Raymond Massey is in excellent form as the religious nutter John Brown, who hates slavers so much he doesn't mind massacring them in their sleep. But the film drops the ball - while the script has copped flack for silly things like having Jed Stuart, Custer, Picket, Hood, Sheridan and Longstreet all classmates together that isn't the big problem (they just use it in a sort of kid's way to get familiarity and besides Stuart was at Harper's Ferry); a bigger problem is not exploiting the inherent dramatic possibilities involed: for example Errol and Ronald Reagan (as Custer) are fellow army mates, one from the South one from the north , so you'd think there'd be some excellent chance for confrontation on the issue of Brown... but there's none, just some boring squabbling over Olivia de Havilland (as if Ronnie has a chance next to Errol - though mind you, that didn't stop Patric Knowles in The Charge of the Light Brigade).
And some blacks freed by Brown make the point about what happens after they are free (which is a valid question to ask) - only it's kind of ruined by the fact that all the black characters in this film are depicted as dopey darky types, stupid and wanting to go back to being a slave. I think Hollywood simply wasn't capable doing full justice to this subject in 1940, lest not within the constraints of an Errol Flynn action film. Twenty years later, add some conflict and three-dimensional black characters, this might have become a classic. As it is, the film is always interesting.
There is at least plenty of action - the final attack on Harpers Ferry is spectacular (more so than the real thing perhaps though there is some accuracy - Robert E Lee was there and Stuart did walk to the barn to negotiate with Brown) and there are some solid shoot outs. Errol being an army officer kind of meshes a bit uneasily with Errol being a cowbody with Hale and Williams.
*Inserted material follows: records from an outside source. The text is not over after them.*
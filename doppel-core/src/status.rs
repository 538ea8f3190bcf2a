// SPDX-License-Identifier: AGPL-3.0-or-later
//! Error log and final job status

use chrono::{DateTime, Utc};
use serde::{Deserialize, Serialize};
use std::fmt;
use std::time::Duration;

#[derive(Debug, Clone, Copy, PartialEq, Eq, PartialOrd, Ord, Hash, Serialize, Deserialize)]
#[serde(rename_all = "snake_case")]
pub enum Severity {
    Info,
    Warning,
    /// A single item failed; the rest of the folder pair continues.
    Error,
    /// A whole folder pair could not be processed.
    Fatal,
}

impl fmt::Display for Severity {
    fn fmt(&self, f: &mut fmt::Formatter<'_>) -> fmt::Result {
        f.write_str(match self {
            Severity::Info => "info",
            Severity::Warning => "warning",
            Severity::Error => "error",
            Severity::Fatal => "fatal",
        })
    }
}

#[derive(Debug, Clone, PartialEq, Eq, Serialize, Deserialize)]
pub struct LogEntry {
    pub time: DateTime<Utc>,
    pub severity: Severity,
    pub message: String,
}

impl LogEntry {
    pub fn new(severity: Severity, message: impl Into<String>) -> Self {
        Self {
            time: Utc::now(),
            severity,
            message: message.into(),
        }
    }
}

/// Messages collected over one comparison or sync run
#[derive(Debug, Clone, Default, Serialize, Deserialize)]
pub struct ErrorLog {
    entries: Vec<LogEntry>,
}

impl ErrorLog {
    pub fn new() -> Self {
        Self::default()
    }

    pub fn push(&mut self, entry: LogEntry) {
        self.entries.push(entry);
    }

    pub fn entries(&self) -> &[LogEntry] {
        &self.entries
    }

    pub fn count(&self, severity: Severity) -> usize {
        self.entries.iter().filter(|e| e.severity == severity).count()
    }

    pub fn is_empty(&self) -> bool {
        self.entries.is_empty()
    }

    pub fn append(&mut self, other: ErrorLog) {
        self.entries.extend(other.entries);
    }
}

/// Final status of a sync run
#[derive(Debug, Clone, Copy, PartialEq, Eq, Serialize, Deserialize)]
#[serde(rename_all = "snake_case")]
pub enum SyncResult {
    FinishedWithSuccess,
    /// Individual items failed.
    FinishedWithWarnings,
    /// At least one folder pair failed as a whole.
    FinishedWithError,
    Aborted,
}

impl SyncResult {
    pub fn from_log(log: &ErrorLog, aborted: bool) -> Self {
        if aborted {
            SyncResult::Aborted
        } else if log.count(Severity::Fatal) > 0 {
            SyncResult::FinishedWithError
        } else if log.count(Severity::Error) + log.count(Severity::Warning) > 0 {
            SyncResult::FinishedWithWarnings
        } else {
            SyncResult::FinishedWithSuccess
        }
    }

    pub fn is_success(&self) -> bool {
        *self == SyncResult::FinishedWithSuccess
    }
}

impl fmt::Display for SyncResult {
    fn fmt(&self, f: &mut fmt::Formatter<'_>) -> fmt::Result {
        f.write_str(match self {
            SyncResult::FinishedWithSuccess => "Completed successfully",
            SyncResult::FinishedWithWarnings => "Completed with warnings",
            SyncResult::FinishedWithError => "Completed with errors",
            SyncResult::Aborted => "Stopped",
        })
    }
}

/// Totals reported at the end of a run
#[derive(Debug, Clone, Serialize, Deserialize)]
pub struct SummaryInfo {
    pub job_name: Option<String>,
    pub final_status: SyncResult,
    pub items_processed: u64,
    pub bytes_processed: u64,
    pub items_total: u64,
    pub bytes_total: u64,
    pub total_time: Duration,
}

#[cfg(test)]
mod tests {
    use super::*;

    fn log_with(severities: &[Severity]) -> ErrorLog {
        let mut log = ErrorLog::new();
        for s in severities {
            log.push(LogEntry::new(*s, "msg"));
        }
        log
    }

    #[test]
    fn test_final_status() {
        assert_eq!(SyncResult::from_log(&log_with(&[]), false), SyncResult::FinishedWithSuccess);
        assert_eq!(
            SyncResult::from_log(&log_with(&[Severity::Info]), false),
            SyncResult::FinishedWithSuccess
        );
        assert_eq!(
            SyncResult::from_log(&log_with(&[Severity::Error]), false),
            SyncResult::FinishedWithWarnings
        );
        assert_eq!(
            SyncResult::from_log(&log_with(&[Severity::Warning, Severity::Fatal]), false),
            SyncResult::FinishedWithError
        );
        assert_eq!(
            SyncResult::from_log(&log_with(&[Severity::Fatal]), true),
            SyncResult::Aborted
        );
    }

    #[test]
    fn test_log_serializes() {
        let log = log_with(&[Severity::Warning]);
        let json = serde_json::to_string(&log).unwrap();
        assert!(json.contains("\"warning\""));
        let back: ErrorLog = serde_json::from_str(&json).unwrap();
        assert_eq!(back.count(Severity::Warning), 1);
    }
}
The star is in decent form, a bit disconcerting to see him go so easily on slavery (always arguing for peaceful reform, saying Virginia were going to consider a referendum stopping it, never really condemning it) and his love scenes with Olivia de Havilland feel perfunctory (I wish she'd swapped with Brenda Marshall for The Sea Hawk - Brenda Marshall wouldn't have mattered here). Ronnie isn't much but Brown is superb, as is Van Heflin as a seemingly principled anti-slaver who (typcially) turns out to be a rat. There is a surprisingly moving scene where Stuart, Custer and his mates are told by an Indian fortune teller they will all fight each other in a few years.